The elevator and rudder servos are mounted behind the pilot between B4 and B5. I found that to get the control rods to run cleanly and fairly straight, it made most sense to mount them upside down. Access will be from below, so I need a new hatch on the bottom between B4 and B5.

The aileron servos are mounted in the wings. I explain this in detail in this post.

I built a battery box, so that I could slide the battery in from an access hatch on the side of the plane between B2 and B3, but then slide it forward so it actually sits under the receiver at the very front of the plane between B1 and B2. I’ve made the box positon adjustable using velcro, so I can move the battery back if necessary to adjust the centre of gravity.

I have installed a switch for the power. Because installing the battery is a bit fiddly, I want to be able to slide the battery in, get it seated and then close the hatch before powering up the electronics. I’ve ordered some pre-wired switches from BangGood, they come with JST style plugs that will plug directly into the power wires on the receiver and the battery with no soldering required, I love that! Here is a picture of how the switch looks:


So I’ve started putting everything together and I’m learning some interesting things.

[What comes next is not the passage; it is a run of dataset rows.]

pub mod healthcheck;
pub mod identity;
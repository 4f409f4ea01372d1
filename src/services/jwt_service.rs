use crate::config::{self, JWT_ISSUER, JWT_SIGN_KEY, JWT_VALIDATE_KEY};
use crate::models::{Claims, TokenError, TokenPair};
use jsonwebtoken::{Algorithm, DecodingKey, EncodingKey, Header, Validation};
use std::collections::HashSet;
use std::fmt;
use std::time::{Duration, SystemTime, UNIX_EPOCH};

pub const DEFAULT_TOKEN_TTL: Duration = Duration::from_secs(24 * 60 * 60);
pub const DEFAULT_REFRESH_TOKEN_TTL: Duration = Duration::from_secs(168 * 60 * 60);

/// HMAC signing methods. Tokens signed with anything else are refused.
#[derive(Debug, Clone, Copy, PartialEq, Eq, Default)]
pub enum SigningAlgorithm {
    #[default]
    HS256,
    HS384,
    HS512,
}

impl SigningAlgorithm {
    pub fn from_name(name: &str) -> Option<Self> {
        match name {
            "HS256" => Some(SigningAlgorithm::HS256),
            "HS384" => Some(SigningAlgorithm::HS384),
            "HS512" => Some(SigningAlgorithm::HS512),
            _ => None,
        }
    }

    pub fn name(&self) -> &'static str {
        match self {
            SigningAlgorithm::HS256 => "HS256",
            SigningAlgorithm::HS384 => "HS384",
            SigningAlgorithm::HS512 => "HS512",
        }
    }

    fn from_jwt(algorithm: Algorithm) -> Option<Self> {
        match algorithm {
            Algorithm::HS256 => Some(SigningAlgorithm::HS256),
            Algorithm::HS384 => Some(SigningAlgorithm::HS384),
            Algorithm::HS512 => Some(SigningAlgorithm::HS512),
            _ => None,
        }
    }

    fn jwt(&self) -> Algorithm {
        match self {
            SigningAlgorithm::HS256 => Algorithm::HS256,
            SigningAlgorithm::HS384 => Algorithm::HS384,
            SigningAlgorithm::HS512 => Algorithm::HS512,
        }
    }
}

impl fmt::Display for SigningAlgorithm {
    fn fmt(&self, f: &mut fmt::Formatter<'_>) -> fmt::Result {
        f.write_str(self.name())
    }
}

#[derive(Clone)]
pub struct TokenIssuer {
    sign_key: Vec<u8>,
    issuer: Option<String>,
    token_ttl: Duration,
    refresh_ttl: Duration,
}

impl fmt::Debug for TokenIssuer {
    fn fmt(&self, f: &mut fmt::Formatter<'_>) -> fmt::Result {
        f.debug_struct("TokenIssuer")
            .field("issuer", &self.issuer)
            .field("token_ttl", &self.token_ttl)
            .field("refresh_ttl", &self.refresh_ttl)
            .finish_non_exhaustive()
    }
}

impl TokenIssuer {
    pub fn new(sign_key: impl AsRef<[u8]>) -> Result<Self, TokenError> {
        let sign_key = sign_key.as_ref();
        if sign_key.is_empty() {
            return Err(TokenError::SignKeyNotSet);
        }
        Ok(TokenIssuer {
            sign_key: sign_key.to_vec(),
            issuer: None,
            token_ttl: DEFAULT_TOKEN_TTL,
            refresh_ttl: DEFAULT_REFRESH_TOKEN_TTL,
        })
    }

    /// Reads `JWT_SIGN_KEY` and `JWT_ISSUER`.
    pub fn from_env() -> Result<Self, TokenError> {
        let sign_key = config::env_non_empty(JWT_SIGN_KEY).ok_or(TokenError::SignKeyNotSet)?;
        let issuer = Self::new(sign_key)?;
        Ok(match config::env_non_empty(JWT_ISSUER) {
            Some(name) => issuer.with_issuer(name),
            None => issuer,
        })
    }

    pub fn with_issuer(mut self, issuer: impl Into<String>) -> Self {
        self.issuer = Some(issuer.into());
        self
    }

    pub fn with_ttls(mut self, token_ttl: Duration, refresh_ttl: Duration) -> Self {
        self.token_ttl = token_ttl;
        self.refresh_ttl = refresh_ttl;
        self
    }

    pub fn issuer(&self) -> Option<&str> {
        self.issuer.as_deref()
    }

    /// Signs an access token and a refresh token for the given claims. Both
    /// carry the configured issuer and a fresh `iat`; they differ in `exp`.
    pub fn issue_pair(
        &self,
        claims: &Claims,
        algorithm: SigningAlgorithm,
    ) -> Result<TokenPair, TokenError> {
        let mut claims = claims.clone();
        claims.iss = self.issuer.clone();

        let now = unix_now();
        claims.iat = Some(now);
        claims.exp = Some(now.saturating_add(self.token_ttl.as_secs()));
        let token = self.sign(&claims, algorithm)?;

        claims.exp = Some(now.saturating_add(self.refresh_ttl.as_secs()));
        let refresh = self.sign(&claims, algorithm)?;

        Ok(TokenPair { token, refresh })
    }

    /// Signs an HS256 pair whose only claim is `exp`.
    pub fn generate_tokens(
        &self,
        token_ttl: Duration,
        refresh_ttl: Duration,
    ) -> Result<TokenPair, TokenError> {
        let now = unix_now();
        let token = self.sign(
            &Claims {
                exp: Some(now.saturating_add(token_ttl.as_secs())),
                ..Claims::new()
            },
            SigningAlgorithm::HS256,
        )?;
        let refresh = self.sign(
            &Claims {
                exp: Some(now.saturating_add(refresh_ttl.as_secs())),
                ..Claims::new()
            },
            SigningAlgorithm::HS256,
        )?;
        Ok(TokenPair { token, refresh })
    }

    pub fn sign(&self, claims: &Claims, algorithm: SigningAlgorithm) -> Result<String, TokenError> {
        let header = Header::new(algorithm.jwt());
        let key = EncodingKey::from_secret(&self.sign_key);
        Ok(jsonwebtoken::encode(&header, claims, &key)?)
    }
}

#[derive(Clone)]
pub struct TokenValidator {
    validate_key: Vec<u8>,
}

impl fmt::Debug for TokenValidator {
    fn fmt(&self, f: &mut fmt::Formatter<'_>) -> fmt::Result {
        f.debug_struct("TokenValidator").finish_non_exhaustive()
    }
}

impl TokenValidator {
    pub fn new(validate_key: impl AsRef<[u8]>) -> Result<Self, TokenError> {
        let validate_key = validate_key.as_ref();
        if validate_key.is_empty() {
            return Err(TokenError::ValidateKeyNotSet);
        }
        Ok(TokenValidator {
            validate_key: validate_key.to_vec(),
        })
    }

    /// Reads `JWT_VALIDATE_KEY`.
    pub fn from_env() -> Result<Self, TokenError> {
        let key = config::env_non_empty(JWT_VALIDATE_KEY).ok_or(TokenError::ValidateKeyNotSet)?;
        Self::new(key)
    }

    /// Verifies the signature and the time claims of `token` and returns its claims.
    pub fn validate(&self, token: &str) -> Result<Claims, TokenError> {
        let header = jsonwebtoken::decode_header(token)?;
        let algorithm = SigningAlgorithm::from_jwt(header.alg)
            .ok_or_else(|| TokenError::UnsupportedSigningMethod(format!("{:?}", header.alg)))?;

        // exp and nbf are checked when present, without leeway; aud is not checked
        let mut validation = Validation::new(algorithm.jwt());
        validation.required_spec_claims = HashSet::new();
        validation.leeway = 0;
        validation.validate_nbf = true;
        validation.validate_aud = false;

        let key = DecodingKey::from_secret(&self.validate_key);
        Ok(jsonwebtoken::decode::<Claims>(token, &key, &validation)?.claims)
    }
}

/// Validates `token` with a validator built from the environment at call time.
pub fn validate_token(token: &str) -> Result<Claims, TokenError> {
    TokenValidator::from_env()?.validate(token)
}

fn unix_now() -> u64 {
    SystemTime::now()
        .duration_since(UNIX_EPOCH)
        .map(|elapsed| elapsed.as_secs())
        .unwrap_or_default()
}
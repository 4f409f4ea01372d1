use crate::extractors::error_response;
use crate::models::Claims;
use axum::{
    async_trait,
    extract::FromRequestParts,
    http::{request::Parts, StatusCode},
    response::Response,
};

/// Claims of the bearer token accepted by
/// [`AuthenticationLayer`](crate::layers::AuthenticationLayer).
#[derive(Debug, Clone)]
pub struct Authenticated(pub Claims);

#[async_trait]
impl<S> FromRequestParts<S> for Authenticated
where
    S: Send + Sync,
{
    type Rejection = Response;

    async fn from_request_parts(parts: &mut Parts, _state: &S) -> Result<Self, Self::Rejection> {
        parts
            .extensions
            .get::<Claims>()
            .cloned()
            .map(Authenticated)
            .ok_or_else(|| {
                tracing::warn!("no validated claims on request");
                error_response(StatusCode::UNAUTHORIZED, "UNAUTHORIZED", "token missing")
            })
    }
}
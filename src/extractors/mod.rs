use crate::models::ErrorResponse;
use axum::{
    http::StatusCode,
    response::{IntoResponse, Response},
    Json,
};

pub mod authenticated;
pub mod bearer;

pub use self::{
    authenticated::Authenticated,
    bearer::{parse_bearer_from_env, parse_bearer_jwt_from_auth_header},
};

pub fn error_response(status_code: StatusCode, code: &str, message: &str) -> Response {
    (
        status_code,
        Json(ErrorResponse {
            code: code.to_owned(),
            message: message.to_owned(),
        }),
    )
        .into_response()
}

  1. Using Lego (again) to block up the wings for the dihedral worked great. The wings needed to be be 1″ higher at each end. Using lego worked great.
  2. Once I put the lower wings in, getting the struts right was a royal pain in the ass. They are so fragile and difficult to align. I ended up building a template mounting for the upper wings that I thought I would use to mount them on. It worked great for lining up the struts, but wasn’t actually necessary once I had everything in place.
  3. I used 0.8mm carbon fibre rods as the “bracing wires”. Not only do they look great, they also provide a structure for the struts that holds them in the correct place when the upper wing is off. I love carbon fibre.
  4. The pilot is too big. Some people on RC Groups have said the same, the pilot is not to scale and is too big for this model, likely should be about 3/4 or even 2/3 of his current size. This meant that installed as (I think) I was supposed too, his head hits the upper wing. I had to cut out the bottom of the cockpit so I could mount him lower.
  5. This was a problem because the receiver is mounted right under the pilot, so I couldn’t push him down too much without hitting the receiver. I reached a happy medium. It might have been better to leave him out altogether, or replace him with something a more realistic size. Next time!
  6. The cowling went on perfectly with the “ring” that I built following Cliff Harvey’s suggestion. It sits perfectly (I think), although I haven’t put the prop on, but it’s about time to try that.
  7. The upper wing and lower wing line up pretty well, and have pretty much the same angle of incidence, which everyone seems to say is important, but the horizontal stabilizer doesn’t. While the main wings have a slight up angle, the horizontal stabilizer does not, which means the angle of incidence is different to the main wings by .. wait for it .. just under 5 degrees. Now some people seem to say 5 degrees is where you should be worried. Well I’m worried, just looking at it doesn’t look right. And this is based on how the plans look. So I’m going to sand down the mounting area for the horizontal stabilizer a bit to bring it down.
Horizontal stabilizer angle of incidence problem.